Penasilet. Mitra Mabes, Palangka Raya, Kalimantan Tengah – Kasus dugaan penyerobotan tanah yang dilaporkan oleh Ajiansyah, warga Kota Palangka Raya, kembali mencuat ke permukaan. Ia mengaku kecewa atas lambannya penanganan laporannya oleh penyidik Direktorat Reserse Kriminal Umum, khususnya di bawah Unit Harda (Pengamanan dan Penegakan Hukum Pertanahan) Polda Kalimantan Tengah. Laporan yang telah ia buat sejak 20 Februari 2024, hingga kini belum menunjukkan perkembangan berarti.
“Sampai sekarang tidak ada tindak lanjut. Saya baru tahu laporan saya masih dianggap sebagai Dumas (pengaduan masyarakat), bukan laporan resmi. Padahal saya sudah menunggu proses hukum berjalan,” tutur Ajiansyah kepada awak media dengan nada kecewa.
Menurut keterangan korban, dirinya merasa dipermainkan oleh oknum penyidik dengan berbagai alasan yang tidak masuk akal, termasuk narasi bahwa ia dianggap kurang kooperatif. Padahal, menurutnya, ia selalu siap memberikan keterangan kapan pun dibutuhkan.
Dugaan Main Mata dan Upaya Pembiaran
Kasus ini mencuat setelah terlapor yang berinisial DT diduga secara sepihak mengklaim kepemilikan tanah Ajiansyah dengan dasar surat-surat yang disebut telah kalah dalam putusan pengadilan. Bahkan, paman dari DT, yang bernama Madi Goning Sius, disebut pernah divonis bersalah atas pemalsuan dokumen kepemilikan tanah dan dijatuhi hukuman pidana lebih dari lima tahun.
“Ketika kami dipertemukan di lokasi, DT dengan enteng menyatakan tanah itu milik keluarganya, tanpa mengindahkan putusan pengadilan yang sudah jelas. Ini membuktikan ada indikasi bahwa dia merasa kebal hukum,” tambah Ajiansyah.
Ironisnya, sejak laporan dilayangkan, DT belum pernah dipanggil secara resmi oleh pihak kepolisian. Laporan Ajiansyah terkesan diabaikan. Ia baru dihubungi oleh oknum penyidik berinisial WL pada malam hari, setelah keluhannya disampaikan kepada media.
Pemblokiran Awak Media dan Respons Berbelit
Saat awak media mencoba melakukan konfirmasi kepada mantan Kanit Harda Polda Kalteng berinisial AP (dikenal sebagai Arie Putra), nomor kontak wartawan langsung diblokir. Upaya konfirmasi pun dilanjutkan kepada salah satu penyidik aktif bernama Edward JR Manulang. Namun, jawaban yang diberikan terkesan berbelit, dengan dalih dirinya tengah menangani kasus besar di Seruyan terkait sengketa lahan sawit.
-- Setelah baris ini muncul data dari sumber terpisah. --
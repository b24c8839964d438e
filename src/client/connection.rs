use super::handlers::{Handlers, ServerContentContext, UsageMetadataContext};
use crate::error::{PolarisError, Result};
use crate::types::{BidiGenerateContentSetup, ClientMessagePayload, ServerMessage};
use futures_util::{SinkExt, StreamExt};
use std::sync::Arc;
use tokio::sync::{mpsc, oneshot};
use tokio::task::JoinHandle;
use tokio_tungstenite::connect_async;
use tokio_tungstenite::tungstenite::Message;
use tracing::{debug, error, info, trace, warn};
use url::Url;

pub(crate) struct ConnectionParams<S> {
    pub(crate) live_url: String,
    pub(crate) api_key: String,
    pub(crate) setup: BidiGenerateContentSetup,
    pub(crate) handlers: Arc<Handlers<S>>,
    pub(crate) state: Arc<S>,
}

/// Spawns the task that owns the socket. `ready_tx` resolves once the server
/// acknowledges the setup message, or with the error that prevented it.
pub(crate) fn spawn_processing_task<S: Clone + Send + Sync + 'static>(
    params: ConnectionParams<S>,
    ready_tx: oneshot::Sender<Result<()>>,
    shutdown_rx: oneshot::Receiver<()>,
    outgoing_rx: mpsc::Receiver<ClientMessagePayload>,
) -> JoinHandle<()> {
    tokio::spawn(async move {
        let mut ready_tx = Some(ready_tx);
        let result = run(params, &mut ready_tx, shutdown_rx, outgoing_rx).await;
        match result {
            Ok(()) => info!("[LiveConnection] Task finished."),
            Err(e) => {
                error!("[LiveConnection] Task ended with error: {}", e);
                if let Some(tx) = ready_tx.take() {
                    let _ = tx.send(Err(e));
                }
            }
        }
    })
}

async fn run<S: Clone + Send + Sync + 'static>(
    params: ConnectionParams<S>,
    ready_tx: &mut Option<oneshot::Sender<Result<()>>>,
    mut shutdown_rx: oneshot::Receiver<()>,
    mut outgoing_rx: mpsc::Receiver<ClientMessagePayload>,
) -> Result<()> {
    ensure_crypto_provider();

    let url = Url::parse_with_params(&params.live_url, &[("key", params.api_key.as_str())])?;
    info!(
        "[LiveConnection] Connecting to {}://{}{}",
        url.scheme(),
        url.host_str().unwrap_or_default(),
        url.path()
    );
    let (ws_stream, _) = connect_async(url.as_str()).await?;
    let (mut write, mut read) = ws_stream.split();

    let setup_json = serde_json::to_string(&ClientMessagePayload::Setup(params.setup))?;
    debug!("[LiveConnection] Sending setup.");
    write.send(Message::Text(setup_json.into())).await?;

    loop {
        tokio::select! {
            _ = &mut shutdown_rx => {
                info!("[LiveConnection] Shutdown requested.");
                let _ = write.send(Message::Close(None)).await;
                break;
            }
            outgoing = outgoing_rx.recv() => {
                match outgoing {
                    Some(payload) => {
                        let json = serde_json::to_string(&payload)?;
                        trace!("[LiveConnection] -> {} bytes", json.len());
                        write.send(Message::Text(json.into())).await?;
                    }
                    None => {
                        info!("[LiveConnection] All client handles dropped; closing.");
                        let _ = write.send(Message::Close(None)).await;
                        break;
                    }
                }
            }
            incoming = read.next() => {
                let raw = match incoming {
                    Some(Ok(Message::Text(text))) => text.as_str().to_owned(),
                    Some(Ok(Message::Binary(bytes))) => match String::from_utf8(bytes.to_vec()) {
                        Ok(text) => text,
                        Err(_) => {
                            warn!("[LiveConnection] Ignoring non-UTF-8 binary frame.");
                            continue;
                        }
                    },
                    Some(Ok(Message::Close(frame))) => {
                        info!("[LiveConnection] Server closed the socket: {:?}", frame);
                        if let Some(tx) = ready_tx.take() {
                            let reason = frame
                                .map(|f| f.reason.as_str().to_string())
                                .unwrap_or_else(|| "closed before setup completed".to_string());
                            let _ = tx.send(Err(PolarisError::Api(reason)));
                        }
                        break;
                    }
                    Some(Ok(_)) => continue,
                    Some(Err(e)) => return Err(e.into()),
                    None => {
                        info!("[LiveConnection] Stream ended.");
                        break;
                    }
                };

                match serde_json::from_str::<ServerMessage>(&raw) {
                    Ok(message) => {
                        dispatch(message, &params.handlers, &params.state, ready_tx).await;
                    }
                    Err(e) => warn!("[LiveConnection] Unparseable server message: {}", e),
                }
            }
        }
    }
    Ok(())
}

async fn dispatch<S: Clone + Send + Sync + 'static>(
    message: ServerMessage,
    handlers: &Handlers<S>,
    state: &Arc<S>,
    ready_tx: &mut Option<oneshot::Sender<Result<()>>>,
) {
    if message.setup_complete.is_some() {
        info!("[LiveConnection] Setup complete.");
        if let Some(tx) = ready_tx.take() {
            let _ = tx.send(Ok(()));
        }
    }

    // Awaited inline so audio chunks reach the handler in arrival order.
    if let Some(content) = message.server_content {
        if let Some(handler) = &handlers.on_server_content {
            handler
                .call(ServerContentContext { content }, state.clone())
                .await;
        }
    }

    if let Some(metadata) = message.usage_metadata {
        if let Some(handler) = &handlers.on_usage_metadata {
            handler
                .call(UsageMetadataContext { metadata }, state.clone())
                .await;
        }
    }

    if let Some(go_away) = message.go_away {
        warn!(
            "[LiveConnection] Server will disconnect soon (time left: {:?}).",
            go_away.time_left
        );
    }

    if message.tool_call.is_some() {
        warn!("[LiveConnection] Received a tool call; no tools are declared, ignoring.");
    }
}

/// reqwest and rustls both pull in a crypto backend; pin one process-wide
/// before the first TLS handshake.
pub(crate) fn ensure_crypto_provider() {
    if rustls::crypto::CryptoProvider::get_default().is_none() {
        let _ = rustls::crypto::aws_lc_rs::default_provider().install_default();
    }
}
Tak hanya itu, dalam rekaman pembicaraan, oknum penyidik WL pun terdengar gugup saat dikonfirmasi media dan akhirnya mengakui adanya kelalaian dalam penanganan laporan tersebut.
Dugaan Pelanggaran SOP dan Mafia Tanah
Menanggapi hal ini, pimpinan umum beberapa media seperti MJV, Pena Silet, dan Jawa Pos turut angkat bicara. Perwakilan Pena Silet, Januardi Manurung, menegaskan akan mengawal kasus ini hingga tuntas dan meminta Propam Polda Kalteng turun tangan.
“Kami minta Propam segera menindak oknum penyidik yang diduga melanggar SOP dan etik kepolisian. Ini menyangkut kepercayaan publik terhadap institusi penegak hukum. Jangan-jangan ini bagian dari jaringan mafia tanah,” tegas Manurung kepada tim investigasi.
Menurutnya, pembiaran laporan selama lebih dari satu tahun adalah bentuk pelanggaran serius terhadap prosedur pelayanan publik dan penegakan hukum. “Kami akan terus mengawal kasus ini sampai ada keadilan bagi pelapor,” pungkasnya.